UEFI Secure Boot, mandatory signed binaries, and Windows Defender (XProtect on macOS), have contributed more to protecting from malware than 3rd party anti-virus. Although I think the existence, cost, and PITAness of 3rd party anti-virus might very well have contributed to motivating the OS vendors into securing their products better.
It should be noted, I believe the parent comments included Windows Defender as an anti-virus. 3rd party was never specified, and disabling Windows Defender can indeed improve file access performance.
Can confirm. I usually have to turn off windows defender whenever I'm doing anything with docker, or node modules, or something similar. If I don't, my computer slows to a crawl.
Source? I thought UEFI was just a way to make Linux a pain in the ass to dual boot with Windows? What's your evidence that it's effective against malware? I am biased here, and hate uefi.
UEFI is not the same thing as UEFI Secure Boot. UEFI booting in general makes dual-booting far easier than BIOS-based booting where operating systems have to fight over who owns the MBR. Secure Boot makes it harder to set up a multi-boot system because you need a signed bootloader for your Linux system.
I do remember, but correlation != causation. The major improvements that have made software so much more secure are not AV, they are things like ASLR, non-executable stack, stack canaries, a shift to less-privileged code and having more functions in user space, memory-safe(r) languages being more common place, and an increase in general security awareness. If anything anti-virus is much less useful now that polymorphic shell code is commonplace, as well as the fact that user error (such as falling for a phishing attack) is by far the largest cause of security failings.
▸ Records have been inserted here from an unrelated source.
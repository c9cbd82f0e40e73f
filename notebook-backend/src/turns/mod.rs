//! Conversational turn queue: one turn at a time, FIFO behind it, plus the
//! conversation log.

pub mod history;
pub mod queue;

pub use history::{ChatMessage, ContextMessage, ConversationLog, MessageRole};
pub use queue::{Admission, QueuedTurn, TurnQueue};

use parking_lot::RwLock;

/// A conversation: the turn gate and its message log
#[derive(Default)]
pub struct Conversation {
    pub turns: TurnQueue,
    log: RwLock<ConversationLog>,
}

impl Conversation {
    pub fn new() -> Self {
        Self::default()
    }

    /// Append a message, compacting the log when it grows too long
    pub fn record(&self, message: ChatMessage) {
        let mut log = self.log.write();
        log.push(message);
        log.compact_history();
    }

    pub fn context_window(&self) -> Vec<ContextMessage> {
        self.log.read().context_window()
    }

    pub fn messages(&self) -> Vec<ChatMessage> {
        self.log.read().messages().to_vec()
    }

    /// Forget the conversation: empties the log and drops waiting turns
    pub fn clear(&self) {
        self.log.write().clear();
        let dropped = self.turns.clear_pending();
        if dropped > 0 {
            log::info!("[TURNS] Cleared conversation, dropped {} queued turns", dropped);
        }
    }
}
//! Advertising Mutex
//!
//! BLE peripheral advertising is a single-slot resource. All outbound
//! frames funnel through this mutex: one advertisement in flight, a
//! quiesce delay after stopping a running one, and a random pre-jitter
//! so co-located nodes running the same logic desynchronize.

use anyhow::Result;
use log::debug;
use rand::Rng;
use std::sync::atomic::{AtomicBool, Ordering};
use std::sync::Arc;
use std::time::Duration;
use tokio::time;

use super::protocol::MANUFACTURER_ID;
use super::radio::MeshRadio;
use crate::events::MeshEvents;

/// Wait after stopping a running advertisement before starting the next.
pub const QUIESCE_DELAY: Duration = Duration::from_millis(150);

/// Upper bound (exclusive) of the random pre-transmission jitter.
pub const PRE_JITTER_MS: u64 = 200;

/// Default hold time for one advertisement.
pub const DEFAULT_BROADCAST_WINDOW: Duration = Duration::from_millis(1500);

/// Single-slot gate in front of the radio's advertiser.
pub struct Advertiser {
    radio: Arc<dyn MeshRadio>,
    events: Arc<MeshEvents>,
    busy: AtomicBool,
    broadcast_window: Duration,
}

impl Advertiser {
    pub fn new(radio: Arc<dyn MeshRadio>, events: Arc<MeshEvents>) -> Self {
        Self::with_window(radio, events, DEFAULT_BROADCAST_WINDOW)
    }

    pub fn with_window(
        radio: Arc<dyn MeshRadio>,
        events: Arc<MeshEvents>,
        broadcast_window: Duration,
    ) -> Self {
        Self {
            radio,
            events,
            busy: AtomicBool::new(false),
            broadcast_window,
        }
    }

    /// Whether an advertisement is currently in flight.
    pub fn is_busy(&self) -> bool {
        self.busy.load(Ordering::SeqCst)
    }

    /// Transmit one frame. Returns false when the slot is busy or the
    /// radio failed; relay callers simply retry on their next tick.
    pub async fn broadcast(&self, data: &[u8]) -> bool {
        if self
            .busy
            .compare_exchange(false, true, Ordering::SeqCst, Ordering::SeqCst)
            .is_err()
        {
            debug!("advertising slot busy, refusing broadcast");
            return false;
        }

        let result = self.advertise_once(data).await;
        self.busy.store(false, Ordering::SeqCst);

        match result {
            Ok(()) => true,
            Err(e) => {
                self.events.publish_error(format!("advertising failed: {e:#}"));
                false
            }
        }
    }

    async fn advertise_once(&self, data: &[u8]) -> Result<()> {
        if self.radio.is_advertising() {
            self.radio.stop_advertising().await?;
            time::sleep(QUIESCE_DELAY).await;
        }

        time::sleep(pre_jitter()).await;

        self.radio.start_advertising(MANUFACTURER_ID, data).await?;
        debug!("advertising {} bytes for {:?}", data.len(), self.broadcast_window);
        time::sleep(self.broadcast_window).await;
        self.radio.stop_advertising().await?;
        Ok(())
    }
}

fn pre_jitter() -> Duration {
    Duration::from_millis(rand::thread_rng().gen_range(0..PRE_JITTER_MS))
}

#[cfg(test)]
mod tests {
    use super::*;
    use crate::bluetooth::radio::ScanResult;
    use anyhow::bail;
    use async_trait::async_trait;
    use std::sync::atomic::AtomicUsize;
    use tokio::sync::broadcast;

    /// Radio double that records transmissions and optionally fails.
    struct FakeRadio {
        advertising: AtomicBool,
        starts: AtomicUsize,
        fail_start: bool,
        results_tx: broadcast::Sender<ScanResult>,
        state_tx: broadcast::Sender<bool>,
    }

    impl FakeRadio {
        fn new(fail_start: bool) -> Self {
            Self {
                advertising: AtomicBool::new(false),
                starts: AtomicUsize::new(0),
                fail_start,
                results_tx: broadcast::channel(8).0,
                state_tx: broadcast::channel(8).0,
            }
        }
    }

    #[async_trait]
    impl MeshRadio for FakeRadio {
        async fn start_scan(&self, _window: Duration, _low_latency: bool) -> Result<()> {
            Ok(())
        }

        async fn stop_scan(&self) -> Result<()> {
            Ok(())
        }

        fn scan_results(&self) -> broadcast::Receiver<ScanResult> {
            self.results_tx.subscribe()
        }

        fn scan_state(&self) -> broadcast::Receiver<bool> {
            self.state_tx.subscribe()
        }

        async fn start_advertising(&self, _manufacturer_id: u16, _data: &[u8]) -> Result<()> {
            if self.fail_start {
                bail!("adapter refused");
            }
            self.starts.fetch_add(1, Ordering::SeqCst);
            self.advertising.store(true, Ordering::SeqCst);
            Ok(())
        }

        async fn stop_advertising(&self) -> Result<()> {
            self.advertising.store(false, Ordering::SeqCst);
            Ok(())
        }

        fn is_advertising(&self) -> bool {
            self.advertising.load(Ordering::SeqCst)
        }
    }

    #[tokio::test(start_paused = true)]
    async fn broadcast_holds_then_releases_the_slot() {
        let radio = Arc::new(FakeRadio::new(false));
        let events = Arc::new(MeshEvents::new());
        let advertiser = Arc::new(Advertiser::with_window(
            radio.clone(),
            events,
            Duration::from_millis(100),
        ));

        let handle = {
            let advertiser = advertiser.clone();
            tokio::spawn(async move { advertiser.broadcast(b"frame").await })
        };

        // Let the task reach its jitter sleep, then observe the busy flag.
        tokio::task::yield_now().await;
        assert!(advertiser.is_busy());

        assert!(handle.await.unwrap());
        assert!(!advertiser.is_busy());
        assert_eq!(radio.starts.load(Ordering::SeqCst), 1);
        assert!(!radio.is_advertising());
    }

    #[tokio::test(start_paused = true)]
    async fn concurrent_broadcast_is_refused() {
        let radio = Arc::new(FakeRadio::new(false));
        let events = Arc::new(MeshEvents::new());
        let advertiser = Arc::new(Advertiser::with_window(
            radio.clone(),
            events,
            Duration::from_millis(500),
        ));

        let first = {
            let advertiser = advertiser.clone();
            tokio::spawn(async move { advertiser.broadcast(b"one").await })
        };
        tokio::task::yield_now().await;

        assert!(!advertiser.broadcast(b"two").await);
        assert!(first.await.unwrap());
        assert_eq!(radio.starts.load(Ordering::SeqCst), 1);
    }

    #[tokio::test(start_paused = true)]
    async fn radio_failure_frees_the_mutex_and_reports() {
        let radio = Arc::new(FakeRadio::new(true));
        let events = Arc::new(MeshEvents::new());
        let mut errors = events.subscribe_errors();
        let advertiser = Advertiser::with_window(radio, events.clone(), Duration::from_millis(100));

        assert!(!advertiser.broadcast(b"frame").await);
        assert!(!advertiser.is_busy());
        assert!(errors.recv().await.unwrap().contains("advertising failed"));
    }
}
> If anything anti-virus is much less useful now that polymorphic shell code is commonplace
Source? I disagree with this statement. Polymorphic viruses have been in commonplace since decades. I don't think that diminishes from the importance of AV. AV software isn't restricted to comparing file hashes with known threats, there's so much more that can be done for security.
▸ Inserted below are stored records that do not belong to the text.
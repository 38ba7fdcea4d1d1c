//! Location Collaborator
//!
//! Coordinates annotate outbound messages when a provider is wired in.
//! Acquisition is bounded; a slow or failing provider falls back to the
//! last known fix, or to no coordinates at all.

use anyhow::Result;
use async_trait::async_trait;
use log::debug;
use std::sync::Arc;
use std::time::Duration;
use tokio::sync::Mutex;
use tokio::time;

/// Upper bound on one position acquisition.
pub const LOCATION_TIMEOUT: Duration = Duration::from_secs(5);

/// Produces (latitude, longitude) fixes.
#[async_trait]
pub trait LocationProvider: Send + Sync {
    async fn current_fix(&self) -> Result<(f64, f64)>;
}

/// Bounded acquisition with last-known-fix fallback.
pub struct LocationService {
    provider: Option<Arc<dyn LocationProvider>>,
    last_known: Mutex<Option<(f32, f32)>>,
}

impl LocationService {
    pub fn new(provider: Option<Arc<dyn LocationProvider>>) -> Self {
        Self {
            provider,
            last_known: Mutex::new(None),
        }
    }

    /// Best coordinates available right now, wire-precision.
    pub async fn acquire(&self) -> Option<(f32, f32)> {
        let provider = self.provider.as_ref()?;

        match time::timeout(LOCATION_TIMEOUT, provider.current_fix()).await {
            Ok(Ok((latitude, longitude))) => {
                let fix = (latitude as f32, longitude as f32);
                *self.last_known.lock().await = Some(fix);
                Some(fix)
            }
            Ok(Err(e)) => {
                debug!("location provider failed ({e}), using last known fix");
                *self.last_known.lock().await
            }
            Err(_) => {
                debug!("location acquisition timed out, using last known fix");
                *self.last_known.lock().await
            }
        }
    }
}
//! Peer Management Module
//!
//! Tracks every node heard on the mesh: nickname, friend code, sighting
//! counters, direct-neighbor status, and the per-sender announcement
//! cooldown. Peers fall out of the table once they go quiet.

use dashmap::DashMap;
use serde::{Deserialize, Serialize};
use std::sync::Arc;
use std::time::{Duration, Instant, SystemTime};
use tokio::sync::RwLock;

/// A peer is online while its last sighting is younger than this.
pub const PEER_TIMEOUT: Duration = Duration::from_secs(60);

/// Minimum interval between accepted announcements from one sender.
pub const ANNOUNCE_COOLDOWN: Duration = Duration::from_secs(3);

/// Cooldown records older than this are dropped by maintenance.
pub const COOLDOWN_RETENTION: Duration = Duration::from_secs(120);

/// Everything observed about one remote node.
#[derive(Debug, Clone, Serialize, Deserialize)]
pub struct Peer {
    pub hash: u16,
    pub nickname: Option<String>,
    pub friend_code: Option<String>,
    pub first_seen: SystemTime,
    pub last_seen: SystemTime,
    pub recv_count: u64,
    pub relay_count: u64,
    pub rssi: Option<i16>,
    pub is_direct_neighbor: bool,
}

impl Peer {
    fn new(hash: u16) -> Self {
        let now = SystemTime::now();
        Self {
            hash,
            nickname: None,
            friend_code: None,
            first_seen: now,
            last_seen: now,
            recv_count: 0,
            relay_count: 0,
            rssi: None,
            is_direct_neighbor: false,
        }
    }

    /// Online iff heard within the liveness window.
    pub fn is_online(&self) -> bool {
        match self.last_seen.elapsed() {
            Ok(elapsed) => elapsed < PEER_TIMEOUT,
            Err(_) => true,
        }
    }

    /// Display name, falling back to the friend-code rendering.
    pub fn display_name(&self) -> String {
        match &self.nickname {
            Some(name) if !name.is_empty() => name.clone(),
            _ => crate::identity::friend_code_of(self.hash),
        }
    }
}

/// Concurrent peer table plus sighting-derived side state.
pub struct PeerManager {
    peers: Arc<DashMap<u16, Peer>>,
    own_nickname: Arc<RwLock<String>>,
    announce_cooldowns: Arc<DashMap<u16, Instant>>,
}

impl PeerManager {
    pub fn new(own_nickname: String) -> Self {
        Self {
            peers: Arc::new(DashMap::new()),
            own_nickname: Arc::new(RwLock::new(own_nickname)),
            announce_cooldowns: Arc::new(DashMap::new()),
        }
    }

    pub async fn own_nickname(&self) -> String {
        self.own_nickname.read().await.clone()
    }

    pub async fn set_own_nickname(&self, nickname: String) {
        *self.own_nickname.write().await = nickname;
    }

    /// Record a frame received from `hash`: refresh lastSeen, bump the
    /// receive counter, capture RSSI. Returns the updated snapshot.
    pub fn record_sighting(&self, hash: u16, rssi: Option<i16>) -> Peer {
        let mut entry = self.peers.entry(hash).or_insert_with(|| {
            log::info!("discovered new peer {:04X}", hash);
            Peer::new(hash)
        });
        entry.last_seen = SystemTime::now();
        entry.recv_count += 1;
        if rssi.is_some() {
            entry.rssi = rssi;
        }
        entry.clone()
    }

    /// Refresh lastSeen without counting a received message (ack frames).
    pub fn touch(&self, hash: u16) {
        if let Some(mut peer) = self.peers.get_mut(&hash) {
            peer.last_seen = SystemTime::now();
        }
    }

    pub fn update_nickname(&self, hash: u16, nickname: &str) {
        if nickname.is_empty() {
            return;
        }
        if let Some(mut peer) = self.peers.get_mut(&hash) {
            peer.nickname = Some(nickname.to_string());
        }
    }

    pub fn update_friend_code(&self, hash: u16, friend_code: &str) {
        if let Some(mut peer) = self.peers.get_mut(&hash) {
            peer.friend_code = Some(friend_code.to_uppercase());
        }
    }

    /// Count one relayed frame originated by `hash`.
    pub fn increment_relay_count(&self, hash: u16) {
        if let Some(mut peer) = self.peers.get_mut(&hash) {
            peer.relay_count += 1;
        }
    }

    /// Mark a node heard at hop 0. Sightings keep the flag fresh because
    /// the peer entry itself is refreshed.
    pub fn mark_direct_neighbor(&self, hash: u16) {
        if let Some(mut peer) = self.peers.get_mut(&hash) {
            peer.is_direct_neighbor = true;
        }
    }

    pub fn direct_neighbors(&self) -> Vec<u16> {
        self.peers
            .iter()
            .filter(|entry| entry.value().is_direct_neighbor && entry.value().is_online())
            .map(|entry| *entry.key())
            .collect()
    }

    /// Apply the per-sender announcement cooldown. True means the
    /// announcement is accepted and the window restarts; false means the
    /// frame must be dropped entirely.
    pub fn accept_announcement(&self, sender_hash: u16, now: Instant) -> bool {
        if let Some(last) = self.announce_cooldowns.get(&sender_hash) {
            if now.duration_since(*last) < ANNOUNCE_COOLDOWN {
                return false;
            }
        }
        self.announce_cooldowns.insert(sender_hash, now);
        true
    }

    pub fn get_peer(&self, hash: u16) -> Option<Peer> {
        self.peers.get(&hash).map(|entry| entry.value().clone())
    }

    pub fn nickname_of(&self, hash: u16) -> Option<String> {
        self.peers.get(&hash).and_then(|entry| entry.nickname.clone())
    }

    pub fn all_peers(&self) -> Vec<Peer> {
        self.peers.iter().map(|entry| entry.value().clone()).collect()
    }

    pub fn online_peers(&self) -> Vec<Peer> {
        self.peers
            .iter()
            .filter(|entry| entry.value().is_online())
            .map(|entry| entry.value().clone())
            .collect()
    }

    /// Evict peers that have gone offline. Returns how many went.
    pub fn remove_offline_peers(&self) -> usize {
        let stale: Vec<u16> = self
            .peers
            .iter()
            .filter(|entry| !entry.value().is_online())
            .map(|entry| *entry.key())
            .collect();

        for hash in &stale {
            self.peers.remove(hash);
            log::debug!("removed offline peer {:04X}", hash);
        }
        stale.len()
    }

    /// Drop cooldown records past their retention window.
    pub fn prune_cooldowns(&self, now: Instant) -> usize {
        let stale: Vec<u16> = self
            .announce_cooldowns
            .iter()
            .filter(|entry| now.duration_since(*entry.value()) >= COOLDOWN_RETENTION)
            .map(|entry| *entry.key())
            .collect();

        for hash in &stale {
            self.announce_cooldowns.remove(hash);
        }
        stale.len()
    }

    pub async fn statistics(&self) -> serde_json::Value {
        let total = self.peers.len();
        let online = self.online_peers().len();
        let direct = self.direct_neighbors().len();

        serde_json::json!({
            "total_peers": total,
            "online_peers": online,
            "direct_neighbors": direct,
            "own_nickname": self.own_nickname().await,
        })
    }
}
Are you asking for a source for only that statement or for my post in general? Source is myself. I have a masters in Cyber Security and have worked in the field for 15 years. I've written numerous exploits and have actively evaded antivirus in the past. I can tell you from experience that ASLR is 10 times the pain in the ass that AV is, and NX bits/DEP are maybe 100 times more. Not trying to have a dick measuring contest, just justifying why I don't mind citing myself :-D
Regarding:
> Polymorphic viruses have been in commonplace since decades
I disagree. I wouldn't describe them as "commonplace" until maybe the last decade or so. Regardless, this is probably the weakest of the arguments that I made.
> AV software isn't restricted to comparing file hashes with known threats, there's so much more that can be done for security.
With this I agree, tho I would contend that even the most advanced heuristics and things like hook interceptions such as those Comodo experimented with in the late 2000s are still not what has made us so much more secure. At best AV is a small layer of a Defense in Depth strategy. At worst it's a bloated unnecessary layer that eats cycles and robs system resources that could be devoted to useful activities.
That said, if I had any Windows machines in my home (been on Linux exclusively for a bit over 10 years now), I would likely run Defender on them. I'm not suggesting that AV is worthless, just that it isn't the reason things are much more secure these days.